Der in Trier geborene Jesuitenpater und Sozialethiker Oswald von Nell-Breuning (1890 bis 1991) gilt als eine der großen Persönlichkeiten des zurückliegenden Jahrhunderts. Zur Erinnerung an den „Nestor der Katholischen Soziallehre“ verleiht die Moselmetropole seit 2003 alle zwei Jahre ihren „Oswald von Nell-Breuning-Preis“. Über den Trierer Ehrenbürger wurde im Paulinus Verlag ein Buch von Johannes Arnold mit dem Titel „Oswald von Nell-Breuning: Anekdoten – Erinnerungen – Originaltexte“ herausgegeben. Nell-Breuning galt nicht gerade als „großer Kommunikator“, doch das 300 Seiten starke Werk ist der beste Beleg dafür, wie sehr der Gelehrte, der sich von keiner Seite vereinnahmen ließ, stets Aufhorchenswertes zu äußern wusste und sei es über die kleinen, zuweilen ganz banalen  Dinge des Alltags. Zwischen angeblich bedeutenden und vermeintlich unbedeutenden Mitmenschen hat er dabei nicht unterschieden.

Knapp und sachorientiert

In dem Buch über Nell-Breuning, über dessen Leben und Werk es nach wie vor keine umfassende Biographie gibt, äußern sich Prominente und weniger bekannte Zeitgenossen, darunter viele  mit dem Pater im Stillen wirkende Weggefährten, über den Menschen, Priester und Ordensmann. Über ihn gab es so manche Erinnerungen oder Anekdoten, die bislang nur mündlich überliefert waren. Seine Bemerkungen waren stets knapp und sachorientiert, mit sparsamen trockenem Humor gewürzt und nicht selten auch schroff. Mit der jetzt erstmals erstellten Sammlung, die eine immense Recherchierleistung darstellt, eröffnet sich zugleich ein differenziertes menschliches Bild über den Gelehrten, der über Jahrzehnte die Inhalte der Katholischen Soziallehre prägte und mit vielen hochrangigen Funktionsträgern als geschätzter Berater zusammentraf.

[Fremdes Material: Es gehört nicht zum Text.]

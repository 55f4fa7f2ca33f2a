// SPDX-License-Identifier: Apache-2.0 OR MIT
// Copyright (c) 2025-2026 naskel.com

//! Futex wait/wake on a word that lives in shared memory.
//!
//! # SHARED vs PRIVATE
//!
//! The notifier word is mapped by several processes, so only the shared
//! opcodes work here: `FUTEX_WAIT` (0) and `FUTEX_WAKE` (1). The `_PRIVATE`
//! variants (128/129) never wake a waiter in another process.

use std::sync::atomic::AtomicU32;
use std::time::Duration;

#[cfg(target_os = "linux")]
const FUTEX_WAIT: i32 = 0;
#[cfg(target_os = "linux")]
const FUTEX_WAKE: i32 = 1;

/// Why a [`futex_wait`] call returned.
#[derive(Debug, Clone, Copy, PartialEq, Eq)]
pub enum WaitOutcome {
    /// Woken by a waker, a signal, or spuriously
    Woken,
    /// The word no longer held the expected value
    Changed,
    /// The timeout expired
    TimedOut,
}

/// Block while `*addr == expected`, at most `timeout`.
///
/// The caller must re-check its condition after any outcome.
#[cfg(target_os = "linux")]
pub fn futex_wait(addr: &AtomicU32, expected: u32, timeout: Option<Duration>) -> WaitOutcome {
    let ts = timeout.map(|d| libc::timespec {
        tv_sec: d.as_secs() as libc::time_t,
        tv_nsec: d.subsec_nanos() as libc::c_long,
    });
    let ts_ptr = ts
        .as_ref()
        .map_or(std::ptr::null(), |t| t as *const libc::timespec);

    // SAFETY:
    // - addr is a live reference, so the word stays mapped during the call
    // - FUTEX_WAIT (shared) takes uaddr, val and an optional relative timeout;
    //   uaddr2 and val3 are ignored
    let ret = unsafe {
        libc::syscall(
            libc::SYS_futex,
            addr as *const AtomicU32 as *const u32,
            FUTEX_WAIT,
            expected,
            ts_ptr,
            std::ptr::null::<u32>(),
            0i32,
        )
    };

    if ret == 0 {
        return WaitOutcome::Woken;
    }
    match std::io::Error::last_os_error().raw_os_error() {
        Some(libc::EAGAIN) => WaitOutcome::Changed,
        Some(libc::ETIMEDOUT) => WaitOutcome::TimedOut,
        _ => WaitOutcome::Woken,
    }
}

/// Wake every waiter blocked on `addr`. Returns the number woken.
#[cfg(target_os = "linux")]
pub fn futex_wake_all(addr: &AtomicU32) -> i32 {
    // SAFETY:
    // - addr is a live reference to the shared word waiters block on
    // - FUTEX_WAKE (shared) ignores timeout, uaddr2 and val3
    unsafe {
        libc::syscall(
            libc::SYS_futex,
            addr as *const AtomicU32 as *const u32,
            FUTEX_WAKE,
            i32::MAX,
            std::ptr::null::<libc::timespec>(),
            std::ptr::null::<u32>(),
            0i32,
        ) as i32
    }
}

// Other platforms poll: sleep briefly and let the caller re-check.
#[cfg(not(target_os = "linux"))]
pub fn futex_wait(addr: &AtomicU32, expected: u32, timeout: Option<Duration>) -> WaitOutcome {
    use std::sync::atomic::Ordering;
    if addr.load(Ordering::Acquire) != expected {
        return WaitOutcome::Changed;
    }
    let nap = timeout.unwrap_or(Duration::from_millis(1)).min(Duration::from_millis(1));
    std::thread::sleep(nap);
    WaitOutcome::Woken
}

#[cfg(not(target_os = "linux"))]
pub fn futex_wake_all(_addr: &AtomicU32) -> i32 {
    0
}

Zu den Autoren der für die Sammlung teilweise eigens verfassten Beiträge gehören die Alt-Bundeskanzler Helmut Schmidt und Helmut Kohl, die ehemaligen Ministerpräsidenten Holger Börner, Bernhard Vogel und Kurt Biedenkopf, die Bundesminister a. D. Norbert Blüm und Hans-Jochen Vogel sowie der frühere Bundespräsident Richard von Weizsäcker. Zahlreiche kirchliche Würdenträger kommen zu Wort, aber auch geistliche Weggefährten ohne großen Rang und Namen, darunter ehemalige Studenten der Philosophisch-Theologischen Hochschule St. Georgen in Frankfurt und die Ordensschwestern, mit denen Nell-Breuning über Jahrzehnte verbunden war.

Der Text-Band berücksichtigt auch einige Originalbeiträge Nell-Breunings, darunter sein letztes großes Interview anlässlich des 100. Geburtstags des großen Trierer Ehrenbürgers, der 1991 in der Umgebung seiner langjährigen Wirkungsstätte in Frankfurt starb.

Wer sich mit Oswald von Nell-Breuning befasst, kommt an dieser ungewöhnlichen Sammlung über den bemerkenswert unprätentiösen Jesuitenpater nicht vorbei.  

Oswald von Nell-Breuning: Anekdoten – Erinnerungen – Originaltexte,
herausgegeben von Johannes Arnold, Paulinus-Verlag GmbH Trier, ISBN 978-3-790-2-1622-6, 12,90 Euro.